The Federal Circuit rejected Jazz's argument that "indexing or searchability" were legally required "for a reference to be a printed publication under § 102(b)," but also found that the Federal Register was adequately indexed.

As we have explained, the ACA materials were publicly accessible because they were broadly disseminated to interested persons of ordinary skill for a substantial time with no expectations of confidentiality. The Board did not need to find that specific persons actually received or examined the materials.

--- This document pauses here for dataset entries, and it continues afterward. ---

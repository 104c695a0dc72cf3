//! Authenticated data endpoint invocation.
//!
//! Every data call resolves `<api_root>v0/<path>`, appends `access_token` plus the caller's
//! non-null parameters, issues one `GET`, and decodes the body as JSON.

// crates.io
use serde::de::DeserializeOwned;
// self
use crate::{
	_prelude::*,
	auth::AccessToken,
	client::Singly,
	error::{ConfigError, DecodeError},
	http::{self, ApiHttpClient},
	obs::{self, CallKind},
};

const ACCESS_TOKEN_PARAM: &str = "access_token";

/// Query parameters for a data endpoint call.
///
/// Values are optional; absent ones are dropped when the query string is serialized, so callers
/// can pass optional filters straight through. Parameters serialize in key order.
#[derive(Clone, Debug, Default, PartialEq, Eq)]
pub struct QueryParams(BTreeMap<String, Option<String>>);
impl QueryParams {
	/// Creates an empty parameter set.
	pub fn new() -> Self {
		Self::default()
	}

	/// Adds a present parameter.
	pub fn with(self, key: impl Into<String>, value: impl ToString) -> Self {
		self.with_opt(key, Some(value))
	}

	/// Adds a parameter that is dropped when `value` is `None`.
	pub fn with_opt<V>(mut self, key: impl Into<String>, value: Option<V>) -> Self
	where
		V: ToString,
	{
		self.insert(key, value.map(|value| value.to_string()));

		self
	}

	/// Inserts or replaces a parameter.
	pub fn insert(&mut self, key: impl Into<String>, value: Option<String>) {
		self.0.insert(key.into(), value);
	}

	/// Iterates over the parameters that will be serialized.
	pub fn present(&self) -> impl Iterator<Item = (&str, &str)> {
		self.0.iter().filter_map(|(key, value)| value.as_deref().map(|value| (key.as_str(), value)))
	}

	/// Whether no parameter will be serialized.
	pub fn is_empty(&self) -> bool {
		self.present().next().is_none()
	}
}
impl<K, V> FromIterator<(K, Option<V>)> for QueryParams
where
	K: Into<String>,
	V: ToString,
{
	fn from_iter<I>(iter: I) -> Self
	where
		I: IntoIterator<Item = (K, Option<V>)>,
	{
		iter.into_iter().fold(Self::new(), |params, (key, value)| params.with_opt(key, value))
	}
}

impl<C> Singly<C>
where
	C: ?Sized + ApiHttpClient,
{
	/// Calls an arbitrary data endpoint and returns the decoded JSON.
	///
	/// `endpoint` is relative to the API root (`profiles`, `services/twitter`, ...). Fails with
	/// [`Error::NotAuthenticated`] before any request when no token is set. A caller-supplied
	/// `access_token` parameter is ignored in favor of the session token.
	pub async fn call(&self, endpoint: &str, params: &QueryParams) -> Result<JsonValue> {
		let segments = split_path(endpoint);

		self.get_json("call", &segments, params).await
	}

	/// Calls a data endpoint and decodes the JSON into `T`.
	///
	/// Decoding failures report the JSON path of the first mismatch.
	pub async fn call_as<T>(&self, endpoint: &str, params: &QueryParams) -> Result<T>
	where
		T: DeserializeOwned,
	{
		let value = self.call(endpoint, params).await?;

		Ok(decode_value(endpoint, value)?)
	}

	/// Fetches the user's aggregated profile.
	pub async fn profiles(&self) -> Result<JsonValue> {
		self.get_json("profiles", &["profiles"], &QueryParams::new()).await
	}

	/// Fetches the discovery document of one service (`services/<name>`).
	pub async fn service_discovery(&self, name: &str) -> Result<JsonValue> {
		self.get_json("service_discovery", &["services", name], &QueryParams::new()).await
	}

	/// Issues one authenticated `GET` for the given path segments.
	///
	/// Segments are percent-encoded individually, so identifiers containing `/` stay a single
	/// segment.
	pub(crate) async fn get_json(
		&self,
		stage: &'static str,
		segments: &[&str],
		params: &QueryParams,
	) -> Result<JsonValue> {
		obs::observe(CallKind::Endpoint, stage, async {
			let token = self.require_token()?;
			let label = segments.join("/");
			let url = self.endpoint_url(segments, &token, params)?;
			let debug = self.debug();

			obs::debug_event(debug, CallKind::Endpoint, || {
				format!("Calling {}.", redact_token(&url))
			});

			let request = http::get_request(&url)?;
			let response = http::send(self.http_client.as_ref(), &label, request).await?;

			obs::debug_event(debug, CallKind::Endpoint, || {
				format!(
					"Endpoint {label} returned data {}.",
					String::from_utf8_lossy(&response.body)
				)
			});

			let value: JsonValue = serde_json::from_slice(&response.body)
				.map_err(|source| DecodeError::Syntax { endpoint: label.clone(), source })?;

			obs::debug_event(debug, CallKind::Endpoint, || {
				format!(
					"Endpoint {label} returned json {}.",
					serde_json::to_string_pretty(&value).unwrap_or_default()
				)
			});

			Ok(value)
		})
		.await
	}

	fn endpoint_url(
		&self,
		segments: &[&str],
		token: &AccessToken,
		params: &QueryParams,
	) -> Result<Url> {
		let mut url = self.endpoints().api.clone();

		url.path_segments_mut()
			.map_err(|_| ConfigError::InvalidApiRoot { url: self.endpoints().api.to_string() })?
			.pop_if_empty()
			.extend(segments);

		let mut pairs = url.query_pairs_mut();

		pairs.append_pair(ACCESS_TOKEN_PARAM, token.expose());

		for (key, value) in params.present().filter(|(key, _)| *key != ACCESS_TOKEN_PARAM) {
			pairs.append_pair(key, value);
		}

		drop(pairs);

		Ok(url)
	}
}

/// Decodes an already-parsed JSON value into `T`, tracking the path of the first mismatch.
pub(crate) fn decode_value<T>(endpoint: &str, value: JsonValue) -> Result<T, DecodeError>
where
	T: DeserializeOwned,
{
	serde_path_to_error::deserialize(value)
		.map_err(|source| DecodeError::Shape { endpoint: endpoint.to_owned(), source })
}

fn split_path(endpoint: &str) -> Vec<&str> {
	endpoint.split('/').filter(|segment| !segment.is_empty()).collect()
}

fn redact_token(url: &Url) -> Url {
	let pairs = url
		.query_pairs()
		.map(|(key, value)| {
			let value = if key == ACCESS_TOKEN_PARAM { "<redacted>".into() } else { value };

			(key.into_owned(), value.into_owned())
		})
		.collect::<Vec<_>>();
	let mut redacted = url.clone();

	redacted.query_pairs_mut().clear().extend_pairs(pairs);

	redacted
}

Scientific Meetings Versus Agency Meetings

In reaching its decision, the Federal Circuit noted that "[t]his is not the first time we have considered whether materials disclosed in association with meetings or conferences were 'printed publications." However, the court's previous decisions related to scientific meetings, not meetings of a Federal agency. That said, perhaps the "person of ordinary skill in the art" for these patents would have been particularly interested in FDA meetings and motivated to keep up with FDA activity by monitoring the Federal Register. Or perhaps interest in the Federal Register is another fictitious characteristic of the "person of ordinary skill" in this particular art.